[ieee education (iccse 2011) - singapore, singapore (2011.08.3-2011.08.5)] 2011 6th international...

Text Cohesion Visualizer

Chakarida Nukoolkit, Praewphan Chansripiboon Pornchai Mongkolnam, Richard Watson Todd* Computer Science Program, School of Information Technology

School of Liberal Arts* King Mongkut’s University of Technology Thonburi

Bangkok, 10140 Thailand [email protected], [email protected], [email protected], [email protected]

Abstract — In this paper, we describe the concept and design of a novel visualization tool to aid in academic writing of English as a Second Language students. The tool makes use of theory in classroom discourse, WordNet API, and linguistics rules given by a linguistics expert, by analyzing English language essays for their linguistic bond counts and links within and between paragraphs. These linguistic indicators reveal the structure and flow of essays, clusters of main ideas, as well as incoherent sentences, which obstruct essay unity. The lack of essay unity is one of the most common writing errors of English as a Second Language learners. The output of the system is shown as several kinds of visualizations that provide writing feedback to users, as well as an autocorrect functionality to improve essay unity. Novice English learners may benefit greatly from this system.

Index Terms — Text cohesion, English writing, Visualization, Text mining

I. INTRODUCTION

Among those who are learning English as a second language, one of the greatest difficulties they encounter is essay writing, because they often cannot think in English to such an extent, and they would rather translate the passage from their native language into English. Furthermore, they may include everything that comes to mind at the moment simply to fill space, resulting in a lack of unity within that piece of writing. In this paper, we describe the concept and design of a prototype system developed to help analyze the lexical coherence of essays based on their structure and provide visualized output as writing feedback to users.

II. RELATED WORK

English-language writing aids are not an entirely new concept. Nowadays, there are several writing aids such as spelling and grammar checkers, and thesauruses, built in to typical word processing software. However, these tools tend to address the common writing problems of native English language users [1] and focus on surface features of language easily identifiable by computers. There is clearly a need for writing aids that address more global issues for learners of English. One such issue is organization of writing, a crucial

issue in producing quality writing on which learners receive little feedback from either computer writing aids or teachers [2]. Writing organization involves text cohesion, a problem for many learners of English whose writing abruptly jumps back-and-forth between separate ideas, or fails to properly connect separate ideas. Previous work in developing English writing aids, such as [3], both provide minimal coverage of global writing issues and do not make use of today’s visualization technology. Therefore, to improve on essay cohesion, more detailed insights into text cohesion must be analyzed and visualized.

Cohesion in text shows the relationships between words and forms the organization of ideas that creates a logical flow throughout an essay. The concept of using lexical cohesion in text analysis is not novel; it is one of the techniques used when studying natural language processing [4-6]. There are some applications based on lexical cohesion. For instance, previous work in [7] measures cohesion through quantitative indicators, and uses it to perform text segmentation of narratives into coherent scenes. The work in [8, 9] introduces interdisciplinary work of computational linguistics by performing lexical cohesion analysis using a computer-based corpus named WordNet.

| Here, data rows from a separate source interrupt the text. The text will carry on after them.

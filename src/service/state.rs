//! Service state management.
//!
//! Contains the facet catalog and the shared registry view.

use std::collections::BTreeMap;
use std::sync::Arc;
use std::time::SystemTime;

use parking_lot::{Mutex, RwLock};
use tracing::{info, warn};

use crate::error::CutError;
use crate::registry::SelectorRegistry;
use crate::store::{JsonFileRegistryStore, RegistryStore};
use crate::types::{Facet, FacetAddress};

/// Facet interfaces known to the service, keyed by address.
///
/// Registering the same address again replaces the earlier interface.
#[derive(Debug, Clone, Default)]
pub struct FacetCatalog {
    facets: BTreeMap<FacetAddress, Facet>,
}

impl FacetCatalog {
    /// Create an empty catalog.
    pub fn new() -> Self {
        Self::default()
    }

    /// Register a facet. Returns `true` if it replaced an earlier interface.
    pub fn register(&mut self, facet: Facet) -> bool {
        self.facets.insert(facet.address, facet).is_some()
    }

    /// Interface registered for an address.
    pub fn get(&self, address: &FacetAddress) -> Option<&Facet> {
        self.facets.get(address)
    }

    /// All registered facets, ordered by address.
    pub fn iter(&self) -> impl Iterator<Item = &Facet> {
        self.facets.values()
    }

    /// Number of registered facets.
    pub fn len(&self) -> usize {
        self.facets.len()
    }

    /// Check if the catalog is empty.
    pub fn is_empty(&self) -> bool {
        self.facets.is_empty()
    }
}

/// Registry file another process writes, plus the stamp last loaded.
#[derive(Debug)]
struct RegistrySource {
    store: JsonFileRegistryStore,
    loaded: Mutex<Option<(SystemTime, u64)>>,
}

/// Shared service state.
///
/// The registry mirrors what the applier last persisted. When built with
/// [`ServiceState::from_store`], [`ServiceState::current_registry`] reloads
/// it whenever the file changes. The service plans against it but never
/// submits.
#[derive(Debug, Clone)]
pub struct ServiceState {
    /// Proxy the registry belongs to, if configured.
    pub diamond: Option<FacetAddress>,
    /// Last loaded selector registry.
    pub registry: Arc<RwLock<SelectorRegistry>>,
    /// Registered facet interfaces.
    pub catalog: Arc<RwLock<FacetCatalog>>,
    source: Option<Arc<RegistrySource>>,
}

impl ServiceState {
    /// Create service state around a loaded registry.
    pub fn new(diamond: Option<FacetAddress>, registry: SelectorRegistry) -> Self {
        Self {
            diamond,
            registry: Arc::new(RwLock::new(registry)),
            catalog: Arc::new(RwLock::new(FacetCatalog::new())),
            source: None,
        }
    }

    /// Create service state that follows the registry file behind `store`.
    pub async fn from_store(
        diamond: Option<FacetAddress>,
        store: JsonFileRegistryStore,
    ) -> Result<Self, CutError> {
        let stamp = store.file_stamp().await.map_err(CutError::from_store)?;
        let registry = store.load().await.map_err(CutError::from_store)?;
        info!(
            path = %store.path().display(),
            selectors = registry.len(),
            fingerprint = %registry.fingerprint(),
            "registry loaded"
        );
        Ok(Self {
            source: Some(Arc::new(RegistrySource {
                store,
                loaded: Mutex::new(stamp),
            })),
            ..Self::new(diamond, registry)
        })
    }

    /// Create service state with a pre-populated catalog.
    pub fn with_catalog(
        diamond: Option<FacetAddress>,
        registry: SelectorRegistry,
        catalog: FacetCatalog,
    ) -> Self {
        Self {
            diamond,
            registry: Arc::new(RwLock::new(registry)),
            catalog: Arc::new(RwLock::new(catalog)),
            source: None,
        }
    }

    /// Replace the registry view (after a resync or an applied batch).
    pub fn set_registry(&self, registry: SelectorRegistry) {
        *self.registry.write() = registry;
    }

    /// Registry to plan against, reloaded first if the backing file
    /// changed since the last load. A file that fails to load is logged
    /// and the last good registry is kept.
    pub async fn current_registry(&self) -> SelectorRegistry {
        if let Some(source) = &self.source {
            self.refresh(source).await;
        }
        self.registry.read().clone()
    }

    async fn refresh(&self, source: &RegistrySource) {
        let stamp = match source.store.file_stamp().await {
            Ok(stamp) => stamp,
            Err(e) => {
                warn!(error = %e, "registry file unreadable; serving last loaded registry");
                return;
            }
        };
        let unchanged = *source.loaded.lock() == stamp;
        if unchanged {
            return;
        }

        match source.store.load().await {
            Ok(registry) => {
                info!(
                    path = %source.store.path().display(),
                    selectors = registry.len(),
                    fingerprint = %registry.fingerprint(),
                    "registry file changed; reloaded"
                );
                self.set_registry(registry);
                *source.loaded.lock() = stamp;
            }
            Err(e) => {
                warn!(error = %e, "registry reload failed; serving last loaded registry");
            }
        }
    }
}

#[cfg(test)]
mod tests {
    use super::*;

    #[test]
    fn test_catalog_register_replaces() {
        let mut catalog = FacetCatalog::new();
        let address = FacetAddress::repeat_byte(0xaa);

        assert!(!catalog.register(Facet::new(address, ["a()"]).unwrap()));
        assert!(catalog.register(Facet::new(address, ["a()", "b()"]).unwrap()));

        assert_eq!(catalog.len(), 1);
        assert_eq!(catalog.get(&address).unwrap().len(), 2);
    }

    #[test]
    fn test_state_clones_share_registry() {
        let state = ServiceState::new(None, SelectorRegistry::new());
        let clone = state.clone();

        let registry = SelectorRegistry::from_entries([(
            crate::types::selector_of("a()").unwrap(),
            FacetAddress::repeat_byte(0xaa),
        )])
        .unwrap();
        state.set_registry(registry.clone());

        assert_eq!(*clone.registry.read(), registry);
    }

    fn owned(sig: &str, byte: u8) -> SelectorRegistry {
        SelectorRegistry::from_entries([(
            crate::types::selector_of(sig).unwrap(),
            FacetAddress::repeat_byte(byte),
        )])
        .unwrap()
    }

    #[tokio::test]
    async fn test_reloads_after_external_save() {
        let dir = tempfile::tempdir().unwrap();
        let path = dir.path().join("registry.json");
        let writer = JsonFileRegistryStore::new(&path);
        writer.save(&SelectorRegistry::new()).await.unwrap();

        let state = ServiceState::from_store(None, JsonFileRegistryStore::new(&path))
            .await
            .unwrap();
        assert!(state.current_registry().await.is_empty());

        let next = owned("owner()", 0xaa);
        writer.save(&next).await.unwrap();
        assert_eq!(state.current_registry().await, next);
        assert_eq!(*state.registry.read(), next);
    }

    #[tokio::test]
    async fn test_corrupt_file_keeps_last_registry() {
        let dir = tempfile::tempdir().unwrap();
        let path = dir.path().join("registry.json");
        let first = owned("owner()", 0xaa);
        JsonFileRegistryStore::new(&path).save(&first).await.unwrap();

        let state = ServiceState::from_store(None, JsonFileRegistryStore::new(&path))
            .await
            .unwrap();
        std::fs::write(&path, b"{ truncated").unwrap();

        assert_eq!(state.current_registry().await, first);
    }

    #[tokio::test]
    async fn test_missing_file_starts_empty_then_follows() {
        let dir = tempfile::tempdir().unwrap();
        let path = dir.path().join("registry.json");
        let state = ServiceState::from_store(None, JsonFileRegistryStore::new(&path))
            .await
            .unwrap();
        assert!(state.current_registry().await.is_empty());

        let next = owned("owner()", 0xbb);
        JsonFileRegistryStore::new(&path).save(&next).await.unwrap();
        assert_eq!(state.current_registry().await, next);
    }
}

In our proposed system, we base our text cohesion analysis upon the work in [10, 11], which analyzes the lexical ties in discourse. The analysis process starts from identifying the sentences as the unit of analysis. Then, identify reiterations of lexical terms and create the links between sentences. After that, identify bonded sentences and clusters. However, our work is aimed to aid in English essay writing; therefore, we have to adapt the previous work in [11] by augmenting the process with some additional linguistics rules given by an expert in teaching English to second-language learners. After identifying the bonded sentences and clusters, re-representing the findings in a new form will help users to understand the cohesion analysis results better. This feature has been implemented in our output visualization.

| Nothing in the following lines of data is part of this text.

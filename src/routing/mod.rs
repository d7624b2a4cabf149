//! External routing table boundary.
//!
//! The routing table is the proxy's own selector → facet mapping. It exposes
//! a single mutating entry point that applies a whole `CutBatch` atomically,
//! plus a read of the current routes. The kernel relies on that atomicity
//! and verifies the reported outcome; it does not implement rollback itself.

pub mod memory;

use async_trait::async_trait;
use chrono::{DateTime, Utc};
use serde::{Deserialize, Serialize};

use crate::registry::SelectorRegistry;
use crate::types::{CutBatch, FacetAddress};

/// Handle for a submitted batch.
#[derive(Debug, Clone, PartialEq, Eq, Serialize, Deserialize)]
pub struct Submission {
    /// Transaction identifier assigned by the routing table.
    pub tx_id: String,
    /// Proxy the batch was sent to.
    pub diamond: FacetAddress,
    /// Identifier of the submitted batch.
    pub batch_id: String,
    /// When the submission was accepted for processing.
    pub submitted_at: DateTime<Utc>,
}

/// Final outcome reported by the routing table.
#[derive(Debug, Clone, PartialEq, Eq, Serialize, Deserialize)]
#[serde(tag = "status", rename_all = "snake_case")]
pub enum CommitStatus {
    /// Every cut and the init call took effect.
    Committed,
    /// Nothing took effect.
    Rejected {
        /// Human-readable diagnostic.
        reason: String,
    },
}

/// The proxy's routing table.
#[async_trait]
pub trait RoutingTable: Send + Sync {
    /// Error type for transport failures.
    type Error: std::error::Error + Send + Sync;

    /// Read the live selector → facet mapping of `diamond`.
    async fn routes(&self, diamond: &FacetAddress) -> Result<SelectorRegistry, Self::Error>;

    /// Submit a batch to the single mutating entry point.
    async fn submit(&self, diamond: &FacetAddress, batch: &CutBatch) -> Result<Submission, Self::Error>;

    /// Wait for the outcome of a submission.
    ///
    /// May wait indefinitely; callers bound it with a timeout.
    async fn confirm(&self, submission: &Submission) -> Result<CommitStatus, Self::Error>;
}

pub use memory::{InMemoryRoutingError, InMemoryRoutingTable};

A similar recent work of using visualization to represent paragraph closeness for academic writing support can be found in [12]. This work displays paragraph closeness or topic flow

978-1-4244-9718-8/11/$26.00 ©2011 IEEE

The 6th International Conference onComputer Science & Education (ICCSE 2011)August 3-5, 2011. SuperStar Virgo, Singapore

205

ThC 1.6

in a circular grid map, with arrows pointing from current paragraph to next paragraph. However, this tool is aimed at providing only a general assessment of essay writing, and leaves most of the work of essay improvement to the user. In contrast, in our proposed system, we also provide autocorrection features wherever possible in the essay being analyzed. This should be considered a major additional advantage to learners of English as a second language. In addition, we have also taken special care in designing our visualization to be effective and allow users to easily detect cohesion errors down to the sentence level; we use a meaningful color scheme of text to represent the different types and different degrees of discovered text cohesion problems. The importance of using appropriate text colors for better text understanding has been suggested in earlier work of [13].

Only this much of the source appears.